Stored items
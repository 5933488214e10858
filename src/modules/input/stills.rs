use crate::modules::InputModule;

use opencv::core::Mat;
use opencv::imgcodecs;
use opencv::prelude::*;
use opencv::Result;
use tracing::warn;

use std::fs;
use std::io;
use std::path::{Path, PathBuf};
use std::vec;

const IMAGE_EXTENSIONS: [&str; 4] = ["png", "jpg", "jpeg", "bmp"];

/// Every image in a directory, in file name order. Unreadable files are skipped.
pub struct Stills {
	paths: vec::IntoIter<PathBuf>,
	current: Option<PathBuf>,
}

impl InputModule for Stills {
	fn run(&mut self) -> Result<Option<Mat>> {
		for path in self.paths.by_ref() {
			let Some(path_str) = path.to_str() else {
				warn!("skipping {}: path is not valid UTF-8", path.display());
				continue;
			};

			let frame = imgcodecs::imread(path_str, imgcodecs::IMREAD_COLOR)?;
			if frame.empty() {
				warn!("skipping {}: not a readable image", path.display());
				continue;
			}

			self.current = Some(path);
			return Ok(Some(frame));
		}

		self.current = None;
		Ok(None)
	}
}

impl Stills {
	pub fn open(dir: &Path) -> io::Result<Self> {
		let mut paths: Vec<PathBuf> = fs::read_dir(dir)?
			.filter_map(|entry| entry.ok().map(|e| e.path()))
			.filter(|path| is_image(path))
			.collect();
		paths.sort();

		Ok(Self {
			paths: paths.into_iter(),
			current: None,
		})
	}

	pub fn remaining(&self) -> usize {
		self.paths.len()
	}

	/// File behind the frame returned last.
	pub fn current(&self) -> Option<&Path> {
		self.current.as_deref()
	}
}

fn is_image(path: &Path) -> bool {
	path.is_file()
		&& path
			.extension()
			.and_then(|ext| ext.to_str())
			.map_or(false, |ext| IMAGE_EXTENSIONS.contains(&ext.to_ascii_lowercase().as_str()))
}
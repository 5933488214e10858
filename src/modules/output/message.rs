use crate::ground::GroundPoint;

use std::fmt;
use std::time::{SystemTime, UNIX_EPOCH};

/// Pseudo-GPS payloads, underscore separated, metres to three decimals.
#[derive(Debug, Clone, Copy, PartialEq)]
pub enum Message {
	/// `GPS_<ts>_<x>_<y>`
	Robot { timestamp: u64, position: GroundPoint },
	/// `SW_<ts>_<x>_<y>_0_0`, the zeros hold room for velocity and heading.
	Swarm { timestamp: u64, position: GroundPoint },
}

impl fmt::Display for Message {
	fn fmt(&self, f: &mut fmt::Formatter<'_>) -> fmt::Result {
		match self {
			Message::Robot { timestamp, position } => {
				write!(f, "GPS_{}_{:.3}_{:.3}", timestamp, position.x, position.y)
			}
			Message::Swarm { timestamp, position } => {
				write!(f, "SW_{}_{:.3}_{:.3}_0_0", timestamp, position.x, position.y)
			}
		}
	}
}

/// Whole seconds since the epoch, rounded to nearest.
pub fn unix_timestamp(now: SystemTime) -> u64 {
	now.duration_since(UNIX_EPOCH)
		.map(|d| d.as_secs_f64().round() as u64)
		.unwrap_or(0)
}
mod colorrange;
mod shapetemplate;

pub use colorrange::ColorRange;
pub use shapetemplate::ShapeTemplate;
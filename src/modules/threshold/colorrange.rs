use crate::modules::ThresholdModule;
use crate::settings::ColorSettings;

use opencv::core::{self, Mat, Point, Scalar, Size, BORDER_CONSTANT};
use opencv::imgproc;
use opencv::prelude::*;
use opencv::Result;

/// Blurred HSV band check followed by erode/dilate cleanup.
pub struct ColorRange {
	blur: i32,
	color_l: [u8; 3],
	color_u: [u8; 3],
	iterations: i32,
	kernel: Mat,
}

impl ThresholdModule for ColorRange {
	fn run(&mut self, frame: &Mat) -> Result<Mat> {
		let mut blurred = Mat::default();
		imgproc::gaussian_blur_def(frame, &mut blurred, Size::new(self.blur, self.blur), 0.)?;

		let mut hsv = Mat::default();
		imgproc::cvt_color_def(&blurred, &mut hsv, imgproc::COLOR_BGR2HSV)?;

		let mut mask = Mat::default();
		core::in_range(&hsv, &to_scalar(self.color_l), &to_scalar(self.color_u), &mut mask)?;

		let border = imgproc::morphology_default_border_value()?;
		let mut eroded = Mat::default();
		imgproc::erode(&mask, &mut eroded, &self.kernel, Point::new(-1, -1), self.iterations, BORDER_CONSTANT, border)?;
		imgproc::dilate(&eroded, &mut mask, &self.kernel, Point::new(-1, -1), self.iterations, BORDER_CONSTANT, border)?;

		Ok(mask)
	}
}

impl ColorRange {
	pub fn new(settings: &ColorSettings) -> Result<Self> {
		Ok(Self {
			blur: settings.blur,
			color_l: settings.lower,
			color_u: settings.upper,
			iterations: settings.cleanup_iterations,
			kernel: imgproc::get_structuring_element(imgproc::MORPH_RECT, Size::new(3, 3), Point::new(-1, -1))?,
		})
	}
}

fn to_scalar(color: [u8; 3]) -> Scalar {
	Scalar::new(color[0] as f64, color[1] as f64, color[2] as f64, 0.)
}
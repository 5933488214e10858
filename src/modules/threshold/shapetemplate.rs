use crate::modules::ThresholdModule;
use crate::settings::ShapeSettings;

use opencv::core::{Mat, Point, Size, BORDER_CONSTANT};
use opencv::imgproc;
use opencv::prelude::*;
use opencv::Result;

/// Bright silhouette on a dark background. Grayscale, blur, fixed luminance
/// cut, then an opening to drop speckle and a closing to fill small gaps.
pub struct ShapeTemplate {
	blur: i32,
	luminance: f64,
	open_iterations: i32,
	close_iterations: i32,
	clean_kernel: Mat,
	fill_kernel: Mat,
}

impl ThresholdModule for ShapeTemplate {
	fn run(&mut self, frame: &Mat) -> Result<Mat> {
		let mut gray = Mat::default();
		imgproc::cvt_color_def(frame, &mut gray, imgproc::COLOR_BGR2GRAY)?;

		let mut blurred = Mat::default();
		imgproc::gaussian_blur_def(&gray, &mut blurred, Size::new(self.blur, self.blur), 0.)?;

		let mut binary = Mat::default();
		imgproc::threshold(&blurred, &mut binary, self.luminance, 255., imgproc::THRESH_BINARY)?;

		let border = imgproc::morphology_default_border_value()?;
		let mut opened = Mat::default();
		imgproc::morphology_ex(&binary, &mut opened, imgproc::MORPH_OPEN, &self.clean_kernel, Point::new(-1, -1), self.open_iterations, BORDER_CONSTANT, border)?;

		let mut closed = Mat::default();
		imgproc::morphology_ex(&opened, &mut closed, imgproc::MORPH_CLOSE, &self.fill_kernel, Point::new(-1, -1), self.close_iterations, BORDER_CONSTANT, border)?;

		Ok(closed)
	}
}

impl ShapeTemplate {
	pub fn new(settings: &ShapeSettings) -> Result<Self> {
		Ok(Self {
			blur: settings.blur,
			luminance: settings.luminance,
			open_iterations: settings.open_iterations,
			close_iterations: settings.close_iterations,
			clean_kernel: imgproc::get_structuring_element(imgproc::MORPH_RECT, Size::new(3, 3), Point::new(-1, -1))?,
			fill_kernel: imgproc::get_structuring_element(imgproc::MORPH_RECT, Size::new(5, 5), Point::new(-1, -1))?,
		})
	}
}

#[cfg(test)]
mod tests {
	use super::*;
	use crate::test_utils::{blank_frame, fill_rect};
	use opencv::core;

	fn segment(frame: &Mat) -> Mat {
		ShapeTemplate::new(&ShapeSettings::default()).unwrap().run(frame).unwrap()
	}

	#[test]
	fn bright_body_becomes_foreground() {
		let mut frame = blank_frame(480, 640).unwrap();
		fill_rect(&mut frame, 200, 150, 200, 120, 255.).unwrap();

		let mask = segment(&frame);
		assert_eq!(*mask.at_2d::<u8>(210, 300).unwrap(), 255);
		assert_eq!(*mask.at_2d::<u8>(20, 20).unwrap(), 0);
	}

	#[test]
	fn grey_body_stays_under_the_cut() {
		let mut frame = blank_frame(480, 640).unwrap();
		fill_rect(&mut frame, 200, 150, 200, 120, 180.).unwrap();

		assert_eq!(core::count_non_zero(&segment(&frame)).unwrap(), 0);
	}

	#[test]
	fn opening_removes_speckle() {
		let mut frame = blank_frame(480, 640).unwrap();
		fill_rect(&mut frame, 200, 150, 200, 120, 255.).unwrap();
		// a 6x6 glint survives the blur and threshold but not four erosions
		fill_rect(&mut frame, 50, 400, 6, 6, 255.).unwrap();

		let mask = segment(&frame);
		assert_eq!(*mask.at_2d::<u8>(403, 53).unwrap(), 0);
		assert_eq!(*mask.at_2d::<u8>(210, 300).unwrap(), 255);
	}

	#[test]
	fn closing_fills_a_narrow_gap() {
		let mut frame = blank_frame(480, 640).unwrap();
		fill_rect(&mut frame, 200, 150, 200, 120, 255.).unwrap();
		// dark seam two pixels wide across the body
		fill_rect(&mut frame, 299, 150, 2, 120, 0.).unwrap();

		let mask = segment(&frame);
		assert_eq!(*mask.at_2d::<u8>(210, 300).unwrap(), 255);
	}
}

About this task
What is the number of lines in the data that hold the word "write"? Reply with that number and nothing else.

Result
2